Si chiama Anas. E si trova in via Mozambano 10, proprio dove c’è la sede centrale dell’Anas. Possono farne parte solo dipendenti ed ex dipendenti dell’Anas. Ed è stata fondata dall’ex presidente dell’Anas Pietro Ciucci (nella foto), che non l’ha lasciata neanche dopo aver mollato la poltrona di vertice dell’Anas. Sembra uno scioglilingua. Invece è un mezzo mistero approdato addirittura in Parlamento, grazie a una preoccupata interrogazione del Movimento 5 Stelle.
ASSEGNO A CORTE L’Anas di cui Ciucci è stato presidente fino all’altro giorno è, infatti, come da definizione del sito ufficiale, «il gestore della rete stradale ed autostradale italiana di interesse nazionale». E’«una società per azioni il cui socio unico è il ministero dell’Economia» ed è «sottoposta al controllo e alla vigilanza tecnica e operativa del ministero delle Infrastrutture e dei Trasporti». Dal 2006 Ciucci ne è stato il padre-padrone, il presidente-amministratore delegato-direttore generale, il manager tra i meglio pagati d’Italia (vedere immagini in basso): 504.635,13 euro di stipendio base, più una parte variabile legata ai risultati raggiunti (Mbo) pari a 252 mila euro nel 2013, per un totale di 779.682,83 euro usati come «base di calcolo» per liquidargli, appunto, tfr e indennità varie quando è andato in pensione. Ciucci, come raccontato da Il Fatto Quotidiano, è ufficialmente uscito dall’elenco dei dipendenti Anas il 31 agosto 2013, portandosi a casa 779.682 euro e 83 centesimi come «anzianità contributiva globale» e altrettanto come «indennità per mancato preavviso» (e il mancato preavviso è discutibile, essendosi lui dimesso spontaneamente). Aggiungiamoci un Tfr pari a 266.397 euro.

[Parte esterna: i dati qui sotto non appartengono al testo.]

//! Fan a batch of jobs out to worker threads and collect the results.
//!
//! A `None` job tells a worker to shut down; the feeder enqueues one per
//! worker after the real jobs.

use std::sync::Arc;
use std::thread;
use turnstile::Queue;

const NUM_WORKERS: usize = 4;
const NUM_JOBS: usize = 20;

fn main() {
    let jobs: Arc<Queue<Option<usize>>> = Arc::new(Queue::new(8).expect("queue construction"));
    let results: Arc<Queue<String>> = Arc::new(Queue::new(8).expect("queue construction"));

    let mut workers = Vec::new();
    for worker_id in 0..NUM_WORKERS {
        let jobs = Arc::clone(&jobs);
        let results = Arc::clone(&results);
        workers.push(thread::spawn(move || {
            let mut processed = 0;
            while let Some(job) = jobs.recv() {
                results.send(format!("job {job:02} done by worker {worker_id}"));
                processed += 1;
            }
            println!("worker {worker_id} finished ({processed} jobs)");
        }));
    }

    let feeder = {
        let jobs = Arc::clone(&jobs);
        thread::spawn(move || {
            for i in 0..NUM_JOBS {
                jobs.send(Some(i));
            }
            for _ in 0..NUM_WORKERS {
                jobs.send(None);
            }
        })
    };

    for _ in 0..NUM_JOBS {
        println!("{}", results.recv());
    }

    feeder.join().unwrap();
    for worker in workers {
        worker.join().unwrap();
    }
    println!("all jobs processed");
}
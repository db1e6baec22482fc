//! Router loop: error replies, deadlines and shutdown

mod common;

use std::sync::Arc;
use std::time::Duration;

use anyhow::Result;
use common::{callback_event, text_event, MockChat, TestBot, USER_ID};
use poizon_bot::bot::{Command, Router};
use poizon_bot::callback::CallbackData;
use poizon_bot::chat::Event;
use tokio::sync::{mpsc, watch};

fn raw_callback(data: &str) -> Event {
    Event::Callback {
        chat_id: USER_ID,
        from: common::sender(),
        message_id: None,
        data: data.to_string(),
    }
}

/// Feeds `events` to a router and waits until it drained them
async fn run_to_completion(bot: &TestBot, events: Vec<Event>, timeout: Duration) {
    let (tx, rx) = mpsc::channel(16);
    let (_shutdown_tx, shutdown_rx) = watch::channel(false);
    let router = Router::new(Arc::clone(&bot.handler), rx, shutdown_rx, timeout);
    for event in events {
        tx.send(event).await.unwrap();
    }
    drop(tx);
    router.run().await;
}

#[test]
fn test_command_parsing() {
    let bot = TestBot::new();
    let keyboards = bot.handler.keyboards();
    assert_eq!(Command::parse("/start", keyboards), Some(Command::Start));
    assert_eq!(Command::parse(" /menu ", keyboards), Some(Command::Menu));
    assert_eq!(Command::parse(&bot.t("button-cart"), keyboards), Some(Command::Cart));
    assert_eq!(
        Command::parse(&bot.t("button-add-position"), keyboards),
        Some(Command::AddPosition)
    );
    assert_eq!(Command::parse("/unknown", keyboards), None);
}

#[tokio::test]
async fn test_malformed_callback_gets_generic_reply() -> Result<()> {
    let bot = TestBot::new();
    run_to_completion(
        &bot,
        vec![raw_callback("x12"), raw_callback("999"), raw_callback("")],
        Duration::from_secs(5),
    )
    .await;

    let texts = bot.chat.texts();
    assert_eq!(texts.len(), 3);
    assert!(texts.iter().all(|t| *t == bot.t("error-generic")));
    Ok(())
}

#[tokio::test]
async fn test_failures_do_not_stop_the_loop() -> Result<()> {
    let bot = TestBot::new();
    run_to_completion(
        &bot,
        vec![
            text_event("no step is waiting for this"),
            callback_event(&CallbackData::bare(12), None),
            text_event("/menu"),
        ],
        Duration::from_secs(5),
    )
    .await;

    let texts = bot.chat.texts();
    assert_eq!(texts.iter().filter(|t| **t == bot.t("error-generic")).count(), 2);
    assert!(texts.contains(&bot.t("menu-title")));
    Ok(())
}

#[tokio::test]
async fn test_slow_handler_times_out() -> Result<()> {
    let bot = TestBot::with_chat(MockChat::with_delay(Duration::from_millis(200)));
    run_to_completion(&bot, vec![text_event("/menu")], Duration::from_millis(50)).await;

    // The menu never made it out; only the error reply did
    assert_eq!(bot.chat.texts(), vec![bot.t("error-generic")]);
    Ok(())
}

#[tokio::test]
async fn test_shutdown_stops_router() -> Result<()> {
    let bot = TestBot::new();
    let (_tx, rx) = mpsc::channel::<Event>(16);
    let (shutdown_tx, shutdown_rx) = watch::channel(false);
    let router = Router::new(Arc::clone(&bot.handler), rx, shutdown_rx, Duration::from_secs(5));
    let task = tokio::spawn(router.run());

    shutdown_tx.send(true)?;
    tokio::time::timeout(Duration::from_secs(1), task).await??;
    Ok(())
}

In complesso, un assegnuccio da 1.825.745 euro e 53 centesimi, su cui la Corte dei Conti sta cercando di capire se ci sono errori o irregolarità. In quiescenza come dg, Ciucci ha però continuato a restare in Anas da presidente, a 311mila euro l’anno (poi ridotti a 240mila dalla legge Madia). Ha mollato la poltrona, praticamente su invito del governo, giusto l’altro giorno. Ma come riempirà oggi le sue giornate di pensionato? Possiamo scommettere che non andrà ai giardinetti, ma resterà a via Mozambano 10, cambiando semplicemente di ufficio.

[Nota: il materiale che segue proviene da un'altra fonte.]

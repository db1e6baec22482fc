//! Cart preview and in-place editing

use tracing::debug;

use super::ui_builder::{edit_cart_buttons, format_cart};
use super::Handler;
use crate::chat::Keyboard;
use crate::dialogue::State;
use crate::domain::Customer;
use crate::errors::BotResult;
use crate::store::CustomerUpdate;

impl Handler {
    pub async fn get_cart(&self, chat_id: i64, customer: &Customer) -> BotResult<()> {
        if customer.cart.is_empty() {
            self.send(chat_id, "cart-empty").await?;
            return Ok(());
        }

        let text = format_cart(&self.texts, &customer.cart);
        self.chat
            .send_text(chat_id, &text, Some(self.keyboards.cart_preview()))
            .await?;
        Ok(())
    }

    pub async fn edit_cart(&self, chat_id: i64, customer: &Customer) -> BotResult<()> {
        if customer.cart.is_empty() {
            self.send(chat_id, "cart-empty").await?;
            return Ok(());
        }

        let buttons = edit_cart_buttons(&self.texts, &customer.cart)?;
        self.store
            .update_state(customer.telegram_id, State::WaitingForCartPositionToEdit)
            .await?;
        self.send_with_keyboard(chat_id, "cart-choose-position", Keyboard::Inline(buttons))
            .await?;
        Ok(())
    }

    /// Removes the line behind a "remove position N" button and re-renders
    /// the buttons of that message
    pub async fn remove_position(
        &self,
        chat_id: i64,
        customer: &Customer,
        index: usize,
        message_id: Option<i32>,
    ) -> BotResult<()> {
        let mut cart = customer.cart.clone();
        match cart.get(index).map(|p| p.position_id) {
            Some(position_id) => {
                cart.remove(position_id);
            }
            None => debug!(user_id = %customer.telegram_id, index, "Stale remove button, cart unchanged"),
        }

        let mut update = CustomerUpdate::new().cart(cart.clone());
        if cart.is_empty() {
            update = update.state(State::Default);
        }
        self.store.update_customer(customer.telegram_id, update).await?;

        if cart.is_empty() {
            if let Some(message_id) = message_id {
                self.chat.delete_message(chat_id, message_id).await?;
            }
            self.send(chat_id, "cart-now-empty").await?;
            return Ok(());
        }

        let buttons = edit_cart_buttons(&self.texts, &cart)?;
        match message_id {
            Some(message_id) => self.chat.edit_message_buttons(chat_id, message_id, buttons).await?,
            None => {
                self.send_with_keyboard(chat_id, "cart-choose-position", Keyboard::Inline(buttons))
                    .await?;
            }
        }
        Ok(())
    }
}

LARGO AGLI AMICI In quel famoso 2013, esattamente cinque mesi prima di dimettersi da direttore generale dell’Anas, Ciucci ha infatti partorito un’altra Anas, quella di cui parlavamo all’inizio. Un’associazione che ha la stessa sigla, la stessa sede e praticamente la stessa gente dell’Anas ufficiale. In questo caso,Anas sta per Associazione Nazionale Amici delle Strade. Tra i soci fondatori risultano Ciucci, per l’appunto; Piero Buoncristiano, direttore centrale di Anas oggi in pensione (è l’uomo, per intenderci, che ha avallato i conti sulla buonuscita milionaria di Ciucci); Stefano Granati (che ne è presidente), attuale condirettore centrale di Anas, potente custode delle chiavi della cassa, e Giuseppe Scanni, che sempre di Anas è direttore in servizio. Gli Amici delle Strade si sono costituiti il 13 marzo 2013 e da allora godono di una sede gratuita presso la sede ufficiale dell’Anas, ovviamente concessa grazie all’allora presidente Ciucci. E cosa fanno? Per statuto hanno lo scopo di «valorizzare e diffondere la storia e la cultura delle strade in Italia e nel mondo».

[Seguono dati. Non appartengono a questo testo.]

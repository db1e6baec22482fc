//! # Domain Model
//!
//! Customers, their carts and the orders built from them, plus the catalog
//! items shown in the paginated catalog.
//!
//! ## Core Concepts
//!
//! - **Position**: one cart line, collected step by step (size, button
//!   colour, price, link) as a [`PositionDraft`] and promoted to a
//!   [`Position`] once complete
//! - **Meta**: delivery parameters (order type, origin, category) that select
//!   the price formula
//! - **Order**: a snapshot of the cart at checkout with a short shareable id

pub mod cart;
pub mod catalog_item;
pub mod customer;
pub mod order;

pub use cart::{Button, Cart, Position, PositionDraft};
pub use catalog_item::{normalize_ranks, CatalogItem};
pub use customer::{make_username, Customer};
pub use order::{generate_short_id, Order, OrderCustomer, OrderStatus};

use serde::{Deserialize, Serialize};

/// Delivery speed
#[derive(Clone, Copy, Debug, PartialEq, Eq, Hash, Serialize, Deserialize)]
pub enum OrderType {
    Express,
    Normal,
}

/// The customer's home region
#[derive(Clone, Copy, Debug, PartialEq, Eq, Hash, Serialize, Deserialize)]
pub enum Location {
    SaintPetersburg,
    Izhevsk,
    Other,
}

/// Shipping weight class of an item
#[derive(Clone, Copy, Debug, PartialEq, Eq, Hash, Serialize, Deserialize)]
pub enum Category {
    Light,
    Heavy,
    Other,
}

/// Delivery parameters chosen for the active order (or for the calculator)
#[derive(Clone, Copy, Debug, Default, PartialEq, Eq, Serialize, Deserialize)]
pub struct Meta {
    pub order_type: Option<OrderType>,
    pub location: Option<Location>,
    pub category: Option<Category>,
}

impl Meta {
    pub fn is_express(&self) -> bool {
        self.order_type == Some(OrderType::Express)
    }
}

STREGHE IN STRADA Nobile obiettivo, per carità. In due anni hanno realizzato, per esempio, «la notte delle streghe» del 28 luglio 2014, «un ciclotour sulle orme delle streghe romane», «per sciogliere incantesimi, fare sortilegi, farsi sedurre dalla magia». Il 20 settembre hanno invece fatto un convegno all’Aquila sulla sicurezza stradale: «Mettiamoci sulla buona strada!!». Ma per quale motivo dei pensionati Anas, strapagati come Ciucci e Buoncristiano, oppure dei dirigenti in carica, pagatissimi anche loro, devono riunirsi in questa specie di dopolavoro? Soltanto per la nobile missione di «incentivare l’uso delle biciclette» e «la costruzione di piste ciclabili e ciclostazioni»? Oppure per sostenere la divulgazione di «condotte e comportamenti di guida mirati a ridurre i consumi di carburante»?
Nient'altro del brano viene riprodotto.